AttributeError Traceback (most recent call last)
in ()
1 data = (TabularList.from_df(df, path=path, cat_names=cat_vars, cont_names=cont_vars, procs=procs,)
2 .split_by_idx(valid_idx)
----> 3 .label_from_df(cols=dep_var, label_cls=FloatList, log=True)
4 .add_test(TabularList.from_df(test_df, path=path, cat_names=cat_vars, cont_names=cont_vars))
5 .databunch())

7 frames
/usr/local/lib/python3.6/dist-packages/fastai/data_block.py in _inner(*args, **kwargs)
478 self.valid = fv(*args, from_item_lists=True, **kwargs)
479 self.class = LabelLists
–> 480 self.process()
481 return self
482 return _inner

/usr/local/lib/python3.6/dist-packages/fastai/data_block.py in process(self)
532 “Process the inner datasets.”
533 xp,yp = self.get_processors()
–> 534 for ds,n in zip(self.lists, [‘train’,‘valid’,‘test’]): ds.process(xp, yp, name=n)
535 #progress_bar clear the outputs so in some case warnings issued during processing disappear.
536 for ds in self.lists:

/usr/local/lib/python3.6/dist-packages/fastai/data_block.py in process(self, xp, yp, name, max_warn_items)
712 p.warns = []
713 self.x,self.y = self.x[~filt],self.y[~filt]
–> 714 self.x.process(xp)
715 return self
716

/usr/local/lib/python3.6/dist-packages/fastai/data_block.py in process(self, processor)
82 if processor is not None: self.processor = processor
83 self.processor = listify(self.processor)
—> 84 for p in self.processor: p.process(self)
85 return self
86

/usr/local/lib/python3.6/dist-packages/fastai/tabular/data.py in process(self, ds)
64 #cat and cont names may have been changed by transform (like Fill_NA)
65 proc = proc(ds.cat_names, ds.cont_names)
—> 66 proc(ds.inner_df)
67 ds.cat_names,ds.cont_names = proc.cat_names,proc.cont_names
68 self.procs[i] = proc

/usr/local/lib/python3.6/dist-packages/fastai/tabular/transform.py in call(self, df, test)
122 “Apply the correct function to df depending on test.”
123 func = self.apply_test if test else self.apply_train
–> 124 func(df)
125
126 def apply_train(self, df:DataFrame):

/usr/local/lib/python3.6/dist-packages/fastai/tabular/transform.py in apply_train(self, df)
137 self.categories = {}
138 for n in self.cat_names:
–> 139 df.loc[:,n] = df.loc[:,n].astype(‘category’).cat.as_ordered()
140 self.categories[n] = df[n].cat.categories
141

/usr/local/lib/python3.6/dist-packages/pandas/core/generic.py in getattr(self, name)
5177 if self._info_axis._can_hold_identifiers_and_holds_name(name):
5178 return self[name]
-> 5179 return object.getattribute(self, name)
5180
5181 def setattr(self, name, value):

AttributeError: ‘DataFrame’ object has no attribute ‘cat’

When I looked into it at SO I see:
The .cat attribute is a categorical accessor associated with categorical dtype
which is what the code seem to do in fastai

Did something change in most recent Pandas version (0.25.3) ?? Am I doing something wrong?

Hi Srinivas hope you are well.

Unfortunately I can’t fix your problem as I haven’t reached the Rossman notebook yet.

However I build different models weekly.

There are so many changes across the libraries that many of my models fail to work if over a month old.

For this reason I add the following !pip list to each note book and save the output to text file with each model.

This at least shows the version changes that have happened since I trained my model.

Also I’d try testing with an older version of Pandas if you think the problem is there.

cheers mrfabulous1 :smiley::smiley:

Joining together tables one by one using merge operator of pandas!

I had this same error and fixed it.
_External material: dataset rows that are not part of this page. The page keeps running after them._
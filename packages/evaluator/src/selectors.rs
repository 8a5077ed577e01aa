//! Selector algebra: class scoping and parent-reference (`&`) merging.

use crate::classes::ClassNamer;
use crate::error::{ReduceError, ReduceResult};
use crate::options::ClassScope;
use kiln_ast::{
    Combinator, ComplexPart, ComplexSelector, CompoundSelector, PseudoArgument, PseudoSelector,
    SelectorList, SimpleSelector,
};

const TOP_LEVEL_PARENT: &str = "Top-level selectors may not contain a parent selector reference.";
const REPEATED_PARENT: &str = "Parent selector reference may only appear once per compound selector";

/// Rename class selectors per their scope and replace valid `:global()` /
/// `:local()` pseudos with the class they name.
pub fn scope_classes(list: &SelectorList, namer: &mut ClassNamer) -> ReduceResult<SelectorList> {
    list.validate_scope_pseudos().map_err(ReduceError::syntax)?;
    let scope = namer.default_scope();
    scope_list(list, namer, scope)
}

fn scope_list(list: &SelectorList, namer: &mut ClassNamer, scope: ClassScope) -> ReduceResult<SelectorList> {
    let selectors = list
        .selectors
        .iter()
        .map(|complex| {
            let parts = complex
                .parts
                .iter()
                .map(|part| match part {
                    ComplexPart::Compound(compound) => {
                        let simples = compound
                            .simples
                            .iter()
                            .map(|simple| scope_simple(simple, namer, scope))
                            .collect::<ReduceResult<Vec<_>>>()?;
                        Ok(ComplexPart::Compound(CompoundSelector::new(simples)))
                    }
                    ComplexPart::Combinator(c) => Ok(ComplexPart::Combinator(*c)),
                })
                .collect::<ReduceResult<Vec<_>>>()?;
            Ok(ComplexSelector::new(parts))
        })
        .collect::<ReduceResult<Vec<_>>>()?;
    Ok(SelectorList::new(selectors))
}

fn scope_simple(simple: &SimpleSelector, namer: &mut ClassNamer, scope: ClassScope) -> ReduceResult<SimpleSelector> {
    match simple {
        SimpleSelector::Class(name) => Ok(SimpleSelector::Class(namer.rename(name, scope))),
        SimpleSelector::Pseudo(pseudo) if pseudo.is_scope() => {
            let Some(class) = pseudo.scoped_class() else {
                return Err(ReduceError::syntax(kiln_ast::selector::SCOPE_SINGLE_CLASS));
            };
            let scope = if pseudo.name.eq_ignore_ascii_case("global") {
                ClassScope::Global
            } else {
                ClassScope::Local
            };
            Ok(SimpleSelector::Class(namer.rename(class, scope)))
        }
        SimpleSelector::Pseudo(PseudoSelector {
            name,
            element,
            argument: Some(PseudoArgument::Selector(inner)),
        }) => Ok(SimpleSelector::Pseudo(PseudoSelector {
            name: name.clone(),
            element: *element,
            argument: Some(PseudoArgument::Selector(scope_list(inner, namer, scope)?)),
        })),
        other => Ok(other.clone()),
    }
}

/// Merge a nested selector list with the resolved list of its enclosing
/// rule. Without a parent, any `&` is an error.
pub fn resolve_parent(list: &SelectorList, parent: Option<&SelectorList>) -> ReduceResult<SelectorList> {
    let Some(parent) = parent else {
        if list.contains_parent_ref() {
            return Err(ReduceError::syntax(TOP_LEVEL_PARENT));
        }
        return Ok(list.clone());
    };

    if !list.contains_parent_ref() {
        let selectors = parent
            .selectors
            .iter()
            .flat_map(|p| list.selectors.iter().map(move |c| descend(p, c)))
            .collect();
        return Ok(SelectorList::new(selectors));
    }

    // Each result is tagged with the parent alternative it starts from, so
    // the list comes out parent-major like the `&`-free case above.
    let mut tagged: Vec<(usize, ComplexSelector)> = Vec::new();
    for complex in &list.selectors {
        if complex.contains_parent_ref() {
            tagged.extend(substitute(complex, parent)?);
        } else {
            tagged.extend(parent.selectors.iter().map(|p| descend(p, complex)).enumerate());
        }
    }
    tagged.sort_by_key(|(index, _)| *index);
    Ok(SelectorList::new(tagged.into_iter().map(|(_, c)| c).collect()))
}

fn descend(p: &ComplexSelector, complex: &ComplexSelector) -> ComplexSelector {
    let mut parts = p.parts.clone();
    if !complex.starts_with_combinator() {
        parts.push(ComplexPart::Combinator(Combinator::Descendant));
    }
    parts.extend(complex.parts.iter().cloned());
    ComplexSelector::new(parts)
}

/// Expand every `&` position; the alternatives of all positions multiply.
/// Each result carries the index of the parent alternative taken at the
/// first `&` position (0 when `&` only appears inside a pseudo argument).
fn substitute(
    complex: &ComplexSelector,
    parent: &SelectorList,
) -> ReduceResult<Vec<(usize, ComplexSelector)>> {
    let mut alternatives: Vec<(Option<usize>, Vec<ComplexPart>)> = vec![(None, Vec::new())];
    for part in &complex.parts {
        let (options, per_parent) = match part {
            ComplexPart::Combinator(c) => (vec![vec![ComplexPart::Combinator(*c)]], false),
            ComplexPart::Compound(compound) => expand_compound(compound, parent)?,
        };
        alternatives = alternatives
            .iter()
            .flat_map(|(tag, prefix)| {
                options.iter().enumerate().map(move |(index, option)| {
                    let mut parts = prefix.clone();
                    parts.extend(option.iter().cloned());
                    let tag = if per_parent { tag.or(Some(index)) } else { *tag };
                    (tag, parts)
                })
            })
            .collect();
    }
    Ok(alternatives
        .into_iter()
        .map(|(tag, parts)| (tag.unwrap_or(0), ComplexSelector::new(parts)))
        .collect())
}

/// Alternatives for one compound, and whether there is one per parent
/// alternative.
fn expand_compound(
    compound: &CompoundSelector,
    parent: &SelectorList,
) -> ReduceResult<(Vec<Vec<ComplexPart>>, bool)> {
    let simples = compound
        .simples
        .iter()
        .map(|s| resolve_pseudo_argument(s, parent))
        .collect::<ReduceResult<Vec<_>>>()?;

    let position = simples
        .iter()
        .position(|s| matches!(s, SimpleSelector::Parent { .. }));
    let Some(position) = position else {
        return Ok((vec![vec![ComplexPart::Compound(CompoundSelector::new(simples))]], false));
    };
    if compound.parent_ref_count() > 1 {
        return Err(ReduceError::syntax(REPEATED_PARENT));
    }
    let suffix = match &simples[position] {
        SimpleSelector::Parent { suffix } => suffix.clone(),
        _ => None,
    };

    let alternatives = parent
        .selectors
        .iter()
        .map(|p| merge_into(p, &simples[..position], &simples[position + 1..], suffix.as_deref()))
        .collect::<ReduceResult<Vec<_>>>()?;
    Ok((alternatives, true))
}

/// Parent alternative `p` with `before` and `after` merged into its last
/// compound and `suffix` appended to that compound's final name.
fn merge_into(
    p: &ComplexSelector,
    before: &[SimpleSelector],
    after: &[SimpleSelector],
    suffix: Option<&str>,
) -> ReduceResult<Vec<ComplexPart>> {
    let mut parts = p.parts.clone();
    let last = match parts.pop() {
        Some(ComplexPart::Compound(compound)) => compound,
        Some(combinator) => {
            parts.push(combinator);
            CompoundSelector::new(Vec::new())
        }
        None => CompoundSelector::new(Vec::new()),
    };

    let mut inherited = last.simples;
    if let Some(suffix) = suffix {
        let invalid = || {
            ReduceError::syntax(format!(
                "Invalid parent selector suffix \"{}\" for {}",
                suffix, p
            ))
        };
        match inherited.last_mut() {
            Some(SimpleSelector::Class(name))
            | Some(SimpleSelector::Id(name))
            | Some(SimpleSelector::Type(name)) => name.push_str(suffix),
            _ => return Err(invalid()),
        }
    }

    let mut simples = before.to_vec();
    simples.extend(inherited);
    simples.extend(after.iter().cloned());
    parts.push(ComplexPart::Compound(CompoundSelector::new(simples)));
    Ok(parts)
}

/// `:not(&.b)` and friends resolve their argument against the same parent.
fn resolve_pseudo_argument(simple: &SimpleSelector, parent: &SelectorList) -> ReduceResult<SimpleSelector> {
    match simple {
        SimpleSelector::Pseudo(PseudoSelector {
            name,
            element,
            argument: Some(PseudoArgument::Selector(inner)),
        }) if inner.contains_parent_ref() => Ok(SimpleSelector::Pseudo(PseudoSelector {
            name: name.clone(),
            element: *element,
            argument: Some(PseudoArgument::Selector(resolve_parent(inner, Some(parent))?)),
        })),
        other => Ok(other.clone()),
    }
}

#[cfg(test)]
mod tests {
    use super::*;
    use crate::options::ReduceOptions;
    use kiln_ast::parse_selector;
    use std::path::Path;

    fn resolve(nested: &str, parent: &str) -> ReduceResult<String> {
        let parent = parse_selector(parent).unwrap();
        let nested = parse_selector(nested).unwrap();
        resolve_parent(&nested, Some(&parent)).map(|l| l.to_string())
    }

    #[test]
    fn test_implicit_descendant_is_a_cross_product() {
        assert_eq!(resolve(".b", ".a").unwrap(), ".a .b");
        assert_eq!(resolve(".c, .d", ".a, .b").unwrap(), ".a .c, .a .d, .b .c, .b .d");
    }

    #[test]
    fn test_leading_combinator_joins_directly() {
        assert_eq!(resolve("> .b", ".a").unwrap(), ".a > .b");
    }

    #[test]
    fn test_suffix_applies_to_each_parent() {
        assert_eq!(resolve("&-c", ".a, .b").unwrap(), ".a-c, .b-c");
        assert_eq!(resolve("&__icon", ".x .button").unwrap(), ".x .button__icon");
    }

    #[test]
    fn test_simples_merge_into_the_parent_compound() {
        assert_eq!(resolve("&:hover", ".a").unwrap(), ".a:hover");
        assert_eq!(resolve("span&", ".a").unwrap(), "span.a");
        assert_eq!(resolve(".b &", ".a").unwrap(), ".b .a");
    }

    #[test]
    fn test_multiple_positions_multiply() {
        assert_eq!(
            resolve("& + &", ".a, .b").unwrap(),
            ".a + .a, .a + .b, .b + .a, .b + .b"
        );
    }

    #[test]
    fn test_lists_with_parent_refs_are_parent_major() {
        assert_eq!(resolve("&-c, &-d", ".a, .b").unwrap(), ".a-c, .a-d, .b-c, .b-d");
        assert_eq!(
            resolve("&:hover, .x", ".a, .b").unwrap(),
            ".a:hover, .a .x, .b:hover, .b .x"
        );
    }

    #[test]
    fn test_parent_inside_selector_pseudo() {
        assert_eq!(resolve(".b:not(&)", ".a").unwrap(), ".b:not(.a)");
        assert_eq!(resolve("&:not(.c)", ".a").unwrap(), ".a:not(.c)");
    }

    #[test]
    fn test_top_level_parent_is_an_error() {
        let list = parse_selector("&.a").unwrap();
        assert_eq!(
            resolve_parent(&list, None).unwrap_err().to_string(),
            "Top-level selectors may not contain a parent selector reference."
        );
    }

    #[test]
    fn test_invalid_suffix() {
        assert_eq!(
            resolve("&-c", ".a:hover").unwrap_err().to_string(),
            "Invalid parent selector suffix \"-c\" for .a:hover"
        );
    }

    #[test]
    fn test_scope_pseudos_are_replaced() {
        let options = ReduceOptions::default().hashed();
        let mut namer = ClassNamer::new(Path::new("/a.kiln"), &options);
        let list = parse_selector(":global(.reset) .button").unwrap();
        let scoped = scope_classes(&list, &mut namer).unwrap().to_string();
        assert!(scoped.starts_with(".reset .button_"), "{}", scoped);
    }
}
It turned out that I had a few mistakes in my code. I also had to make sure my path variables pointed to the correct files.

Check the code in your “lesson6-rossmann.ipynb” and “rossman_data_clean.ipynb” files.

Try running the completed assignment in the FastAI GitHub. If it works then you likely have a typo or path problem.